50 Million Brunch Fans Can't Be Wrong, Can They?
People love brunch—eggs, bacon, and Bloody Marys. You’d think, in cities around the world, that they were giving it away, based on the Sunday morning lines. Yet, never do I, a food writer and person who very much likes bacon and eggs, feel less on the wavelength with popular food culture than when the discussion turns brunch-ward.
I am a brunch hater. When it comes to this weekend meal, my heart is three sizes too small. At the very suggestion of standing outside to wait to eat breakfast foods, my eyes audibly roll in my head and I sigh like Mandy Patinkin getting more bad news about Carrie Mathison. Again with this? Brunch combines so many things I hate: lines, poor service, outrageously high margins on food cost, and close proximity to the type of people who use #roseallday when they post on Instagram. Is my antipathy to brunch nature? Nurture? It’s impossible to say from whence my French toast antipathy emanates. A bartending job at a high-volume restaurant in college (working brunch shifts) did not help matters, especially the day when I spilled a gallon of Bloody Mary mix on myself. Like some kind of skunked dog, I smelled of tomato juice (and horseradish) for days afterward, no matter how many times I showered. It was not a great week for me, and perhaps that is what soured me on brunch as a whole.
When I saw that this year’s Feast Festival in Portland featured a “Brunch Village” I thought, maybe exposure therapy will change my mind? After all, brunch is beloved here in the Rose City, as cherished a civic institution as a longtime news anchor or favorite swimming hole. They even seem to like waiting in lines for it. Was my reaction to Portland’s brunch fandom (horror, followed by a desire to drive to the nearest pho restaurant) in the wrong? Was I missing something? I challenged myself to head into the bacon-wrapped belly of the beast to find out.
Feast, now in its sixth year in Portland, brings in chefs from across the globe to celebrate the best of food and drink in the region and raise money to fight childhood hunger in Oregon. It’s a large, and for the most part well-run, festival. So, before the gates to the Brunch Village in Pioneer Courthouse Square opened, when I found myself in a line that already snaked around the block, I thought, this is fine. I was fine. What was there to fear, other than brunch itself?
Inside, vendors lined the outer ring of the steps around the rust colored bricks of Pioneer Courthouse Square, with more vendors inside at street level. A good-sized crowd of people in their 20s and 30s, the kind of folks that Peggy Noonan and David Brooks worry spend too much money on avocado toast, milled about inside. They looked neither financially strapped nor worried about the direction of the country. Instead, they were focused on the spread before them. There were kombucha mocktails and a Bloody Mary bar with hush puppies to garnish your drink. There were BBQ lamb biscuits and Flint corn cakes and toad in a hole benedict with Dungeness crab. The options to eat and drink were unimpeachable, a veritable brunch wonderland.
Do you know what you’ll find when there are 13 fine purveyors of brunch-type foods, from Mae to Tusk to Butcher & Bee, all in one location?

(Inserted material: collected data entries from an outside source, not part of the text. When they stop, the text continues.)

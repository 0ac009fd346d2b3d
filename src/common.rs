use handlebars::{handlebars_helper, Handlebars};
use serde_json::Value;

use std::fs::{self, File};
use std::io::Write;
use std::path::Path;

/// Writes `content` to `path`, creating missing parent directories.
pub fn write_string_to_file(path: &Path, content: &str) -> std::io::Result<()> {
    if let Some(parent) = path.parent() {
        if !parent.as_os_str().is_empty() {
            fs::create_dir_all(parent)?;
        }
    }
    let mut file = File::create(path)?;
    file.write_all(content.as_bytes())?;
    Ok(())
}

/// Quotes-safe string for a double-quoted DOT attribute.
pub fn dot_escape(value: &str) -> String {
    value.replace('\\', "\\\\").replace('"', "\\\"")
}

pub fn get_handlebars() -> Handlebars<'static> {
    let mut handlebars = Handlebars::new();
    handlebars.register_escape_fn(handlebars::no_escape);

    handlebars_helper!(exists: |v: Value| !v.is_null());
    handlebars.register_helper("exists", Box::new(exists));

    handlebars_helper!(stringeq: |s1: String, s2: String| s1.eq(&s2));
    handlebars.register_helper("stringeq", Box::new(stringeq));

    handlebars_helper!(dotescape: |s: String| dot_escape(&s));
    handlebars.register_helper("dotescape", Box::new(dotescape));

    handlebars
}

#[cfg(test)]
mod tests {
    use super::*;
    use serde_json::json;

    #[test]
    fn handlebars_can_iterate_regions() {
        let handlebars = get_handlebars();
        let res = handlebars
            .render_template(
                r#"{{#each regions as |region|}}
region {{region.name}}
{{/each}}"#,
                &json!({"regions": [{"name": "eu-west-1"}, {"name": "us-east-1"}]}),
            )
            .expect("This to render");
        assert_eq!(res, "region eu-west-1\nregion us-east-1\n");
    }

    #[test]
    fn handlebars_helpers_distinguish_missing_labels() {
        let handlebars = get_handlebars();
        let template = r#"{{#each edges as |edge|}}{{#if (exists edge.label)}}[{{edge.label}}]{{else}}[-]{{/if}}{{/each}}"#;
        let res = handlebars
            .render_template(
                template,
                &json!({"edges": [{"label": "443"}, {"label": null}]}),
            )
            .expect("This to render");
        assert_eq!(res, "[443][-]");
    }

    #[test]
    fn handlebars_stringeq_selects_kind() {
        let handlebars = get_handlebars();
        let res = handlebars
            .render_template(
                r#"{{#if (stringeq kind "VPC")}}box{{else}}ellipse{{/if}}"#,
                &json!({"kind": "VPC"}),
            )
            .expect("This to render");
        assert_eq!(res, "box");
    }

    #[test]
    fn handlebars_does_not_html_escape() {
        let handlebars = get_handlebars();
        let res = handlebars
            .render_template(
                r#"label="{{dotescape name}}" ports="{{ports}}""#,
                &json!({"name": "core \"prod\"", "ports": "22, 443 & all"}),
            )
            .expect("This to render");
        assert_eq!(res, r#"label="core \"prod\"" ports="22, 443 & all""#);
    }

    #[test]
    fn write_string_creates_parent_dirs() {
        let dir = tempfile::tempdir().unwrap();
        let path = dir.path().join("out/nested/graph.dot");
        write_string_to_file(&path, "digraph {}").unwrap();
        assert_eq!(fs::read_to_string(&path).unwrap(), "digraph {}");
    }
}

Why, 13 different long lines. Even at quarter past eleven, lines for many of the brunch vendors doubled back on themselves. I heard one line-stander chirp that their line didn’t seem bad—it should only take an hour. This for a bite of fried chicken and donuts.
What I came to recognize was that brunch and I have a fundamental disagreement with one another. Call it artistic differences. For some, eating is what you do for fuel, or perhaps to make feelings disappear. For brunch lovers, there is a food aspect, but it’s about the social aspect of the meal just as much. To them, it doesn’t matter that the lines seemed to melt together into a teeming morass of people eager to add more pickled items to their Bloody Marys. It wouldn’t have mattered if they were waited on by the surliest of servers, or if the eggs were room temperature from the moment they left the pass. The teeming, the togetherness, that was the entire point of the endeavor. For them, the fact that the gravy on the biscuits isn’t reaching them at an optimal temperature, or that the pours for the champagne were eensy was irrelevant. They were with their friends.
So, we must agree to disagree about stunt food and how waffles might taste better if they are not presented in quite so Instagrammable a fashion. I don’t like lines and I don’t like crowds and the smell of horseradish and tomato juice gives me PTSD. Fine. I can agree with even the most die-hard of brunch fanatics that eating together with your friends is one of the best ways to eat, any time of day or day of the week. Once they’re sick of hollandaise and limp English muffins, they can come meet me for dim sum, and we’ll have a great time together. At brunch.